Collected data
-=-=-=-=-

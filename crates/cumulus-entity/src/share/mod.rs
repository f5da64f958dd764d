//! Share entity.

pub mod model;

pub use model::{CreateShare, Share, SharePermission, ShareUpdate};
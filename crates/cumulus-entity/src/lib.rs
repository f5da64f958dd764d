//! # cumulus-entity
//!
//! Domain entity models for Cumulus. Every struct in this crate represents
//! a database collection row or a domain value object. All entities derive
//! `Debug`, `Clone`, `Serialize`, `Deserialize`, and database entities
//! additionally derive `sqlx::FromRow`.

pub mod activity;
pub mod file;
pub mod folder;
pub mod resource;
pub mod share;

pub use resource::{Owned, Resource, ResourceType};
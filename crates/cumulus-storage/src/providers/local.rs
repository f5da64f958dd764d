//! Local filesystem blob store.

use std::path::PathBuf;

use async_trait::async_trait;
use bytes::Bytes;
use tokio::fs;
use tracing::debug;
use uuid::Uuid;

use cumulus_core::error::{AppError, ErrorKind};
use cumulus_core::result::AppResult;
use cumulus_core::traits::blob::BlobStore;

/// Blob store writing one file per blob under a root directory.
///
/// Blob ids are generated uuids; the two leading hex characters shard the
/// directory so a large store does not put every blob in one directory.
#[derive(Debug, Clone)]
pub struct LocalBlobStore {
    /// Root directory for all stored blobs.
    root: PathBuf,
}

impl LocalBlobStore {
    /// Create a new local blob store rooted at the given path.
    pub async fn new(root_path: &str) -> AppResult<Self> {
        let root = PathBuf::from(root_path);
        fs::create_dir_all(&root).await.map_err(|e| {
            AppError::with_source(
                ErrorKind::Storage,
                format!("Failed to create blob root: {}", root.display()),
                e,
            )
        })?;
        Ok(Self { root })
    }

    /// Resolve a blob id to its on-disk path.
    fn resolve(&self, storage_id: &str) -> PathBuf {
        let shard = &storage_id[..storage_id.len().min(2)];
        self.root.join(shard).join(storage_id)
    }
}

#[async_trait]
impl BlobStore for LocalBlobStore {
    fn provider_type(&self) -> &str {
        "local"
    }

    async fn health_check(&self) -> AppResult<bool> {
        Ok(self.root.exists() && self.root.is_dir())
    }

    async fn put(&self, data: Bytes) -> AppResult<String> {
        let storage_id = Uuid::new_v4().to_string();
        let path = self.resolve(&storage_id);

        if let Some(parent) = path.parent() {
            fs::create_dir_all(parent).await.map_err(|e| {
                AppError::with_source(
                    ErrorKind::Storage,
                    format!("Failed to create blob shard: {}", parent.display()),
                    e,
                )
            })?;
        }

        fs::write(&path, &data).await.map_err(|e| {
            AppError::with_source(
                ErrorKind::Storage,
                format!("Failed to write blob {storage_id}"),
                e,
            )
        })?;

        debug!(storage_id, bytes = data.len(), "Wrote blob");
        Ok(storage_id)
    }

    async fn get(&self, storage_id: &str) -> AppResult<Bytes> {
        let path = self.resolve(storage_id);
        let data = fs::read(&path).await.map_err(|e| {
            if e.kind() == std::io::ErrorKind::NotFound {
                AppError::not_found(format!("Blob not found: {storage_id}"))
            } else {
                AppError::with_source(
                    ErrorKind::Storage,
                    format!("Failed to read blob {storage_id}"),
                    e,
                )
            }
        })?;
        Ok(Bytes::from(data))
    }

    async fn delete(&self, storage_id: &str) -> AppResult<()> {
        let path = self.resolve(storage_id);
        match fs::remove_file(&path).await {
            Ok(()) => {
                debug!(storage_id, "Deleted blob");
                Ok(())
            }
            Err(e) if e.kind() == std::io::ErrorKind::NotFound => Ok(()),
            Err(e) => Err(AppError::with_source(
                ErrorKind::Storage,
                format!("Failed to delete blob {storage_id}"),
                e,
            )),
        }
    }

    async fn exists(&self, storage_id: &str) -> AppResult<bool> {
        Ok(self.resolve(storage_id).exists())
    }
}

#[cfg(test)]
mod tests {
    use super::*;

    #[tokio::test]
    async fn test_put_get_delete_round_trip() {
        let dir = tempfile::tempdir().unwrap();
        let store = LocalBlobStore::new(dir.path().to_str().unwrap())
            .await
            .unwrap();

        let data = Bytes::from("hello world");
        let id = store.put(data.clone()).await.unwrap();

        assert!(store.exists(&id).await.unwrap());
        assert_eq!(store.get(&id).await.unwrap(), data);

        store.delete(&id).await.unwrap();
        assert!(!store.exists(&id).await.unwrap());
    }

    #[tokio::test]
    async fn test_get_missing_is_not_found() {
        let dir = tempfile::tempdir().unwrap();
        let store = LocalBlobStore::new(dir.path().to_str().unwrap())
            .await
            .unwrap();

        let err = store.get("no-such-blob").await.unwrap_err();
        assert_eq!(err.kind, cumulus_core::error::ErrorKind::NotFound);
    }

    #[tokio::test]
    async fn test_delete_missing_is_noop() {
        let dir = tempfile::tempdir().unwrap();
        let store = LocalBlobStore::new(dir.path().to_str().unwrap())
            .await
            .unwrap();

        store.delete("no-such-blob").await.unwrap();
    }

    #[tokio::test]
    async fn test_ids_are_unique() {
        let dir = tempfile::tempdir().unwrap();
        let store = LocalBlobStore::new(dir.path().to_str().unwrap())
            .await
            .unwrap();

        let a = store.put(Bytes::from("a")).await.unwrap();
        let b = store.put(Bytes::from("b")).await.unwrap();
        assert_ne!(a, b);
    }
}
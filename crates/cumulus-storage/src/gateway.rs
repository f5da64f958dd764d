//! Blob gateway that dispatches to the configured provider.

use std::sync::Arc;

use async_trait::async_trait;
use bytes::Bytes;
use tracing::info;

use cumulus_core::config::storage::StorageConfig;
use cumulus_core::error::AppError;
use cumulus_core::result::AppResult;
use cumulus_core::traits::blob::BlobStore;

/// Blob gateway wrapping the configured provider.
///
/// The provider is selected once at construction time based on
/// configuration; everything above this type sees only the [`BlobStore`]
/// contract.
#[derive(Debug, Clone)]
pub struct BlobGateway {
    /// The inner blob store.
    inner: Arc<dyn BlobStore>,
}

impl BlobGateway {
    /// Create a new blob gateway from configuration.
    pub async fn new(config: &StorageConfig) -> AppResult<Self> {
        let inner: Arc<dyn BlobStore> = match config.provider.as_str() {
            "local" => {
                info!(root = %config.local.root_path, "Initializing local blob store");
                Arc::new(crate::providers::LocalBlobStore::new(&config.local.root_path).await?)
            }
            "memory" => {
                info!("Initializing in-memory blob store");
                Arc::new(crate::providers::MemoryBlobStore::default())
            }
            #[cfg(feature = "s3")]
            "s3" => Arc::new(crate::providers::S3BlobStore::new(&config.s3).await?),
            other => {
                return Err(AppError::configuration(format!(
                    "Unknown blob provider: '{other}'. Supported: local, memory, s3"
                )));
            }
        };

        Ok(Self { inner })
    }

    /// Create a gateway from an existing provider (for testing).
    pub fn from_provider(provider: Arc<dyn BlobStore>) -> Self {
        Self { inner: provider }
    }
}

#[async_trait]
impl BlobStore for BlobGateway {
    fn provider_type(&self) -> &str {
        self.inner.provider_type()
    }

    async fn health_check(&self) -> AppResult<bool> {
        self.inner.health_check().await
    }

    async fn put(&self, data: Bytes) -> AppResult<String> {
        self.inner.put(data).await
    }

    async fn get(&self, storage_id: &str) -> AppResult<Bytes> {
        self.inner.get(storage_id).await
    }

    async fn delete(&self, storage_id: &str) -> AppResult<()> {
        self.inner.delete(storage_id).await
    }

    async fn exists(&self, storage_id: &str) -> AppResult<bool> {
        self.inner.exists(storage_id).await
    }
}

-=-=-=-=-

What to do: Within the data above, filter for lines containing the word "shard" and copy each one.

Completed exercise:
/// Blob ids are generated uuids; the two leading hex characters shard the
        let shard = &storage_id[..storage_id.len().min(2)];
        self.root.join(shard).join(storage_id)
                    format!("Failed to create blob shard: {}", parent.display()),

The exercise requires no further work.